# raf manby sergeants mess to be flats



## urban phantom (Apr 19, 2011)

Hi all ive just seen this in a local paper it looks like the former charter house or manby sergents mess will turned into flats this year. I have viewed this place and it is a mess but still a shame as its part of are raf history but at least it wont be pulled down like binbrook mess. Urban phantom


----------



## John_D (Apr 19, 2011)

I had a wander around there about 20 years ago, with my late father on a remembering trip, as he was stationed there in WWII. It was at that time the RAF gunnery school.


----------



## urban phantom (Apr 19, 2011)

I bet u wouldnt reconise it now its been smashad up by kids.
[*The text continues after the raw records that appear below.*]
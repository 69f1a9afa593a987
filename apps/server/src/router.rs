use axum::Router;
use psf::kernel::prelude::ApiState;
use tower_http::trace::TraceLayer;
use utoipa::OpenApi;
use utoipa_axum::router::OpenApiRouter;
use utoipa_scalar::{Scalar, Servable};

#[derive(OpenApi)]
#[openapi(info(title = "PSF sponsorship and tuning API"))]
struct ApiDoc;

#[allow(unreachable_pub)]
pub fn init(state: ApiState) -> Router {
    let (routes, api_doc) = OpenApiRouter::with_openapi(ApiDoc::openapi())
        .merge(psf::server::router::api_router())
        .layer(TraceLayer::new_for_http())
        .with_state(state)
        .split_for_parts();

    // Interactive docs at /api
    Router::new().merge(routes).merge(Scalar::with_url("/api", api_doc))
}
//! Kernel utilities shared across slices.
//! Keep this crate lightweight: config loading, the slice registry re-export,
//! and (with `server`) the shared Axum state plus the system router.
//!
//! ## Config loading
//! ```rust,no_run
//! use psf_kernel::config::load_config;
//! use psf_kernel::domain::config::ApiConfig;
//!
//! let cfg: ApiConfig = load_config(Some("config/server")).unwrap_or_default();
//! ```
pub mod config;
pub mod prelude;
#[cfg(feature = "server")]
pub mod server;

pub use psf_domain as domain;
I looked on a site called british pathe there is a video of manby on there thats all i can find it wos verry secret i hope to post some pics on it soon


----------



## John_D (Apr 19, 2011)

Some recollections of Manby HERE
My father was there in the early part of the war (he was a local 'boy', his brother in law owned Laines Bakery in Louth) I assume he was there at the 'air armaments school' as he was later a corporal in charge of a ground crew working on Spitfires and Hurricanes firstly in North Africa and then Italy.


----------



## urban phantom (Apr 19, 2011)

That sounds good my main intreast is in ww2 history many thanks for the info i bet you have seen lots off pictures of manby and been told many intresting stories nice to have chatted with


----------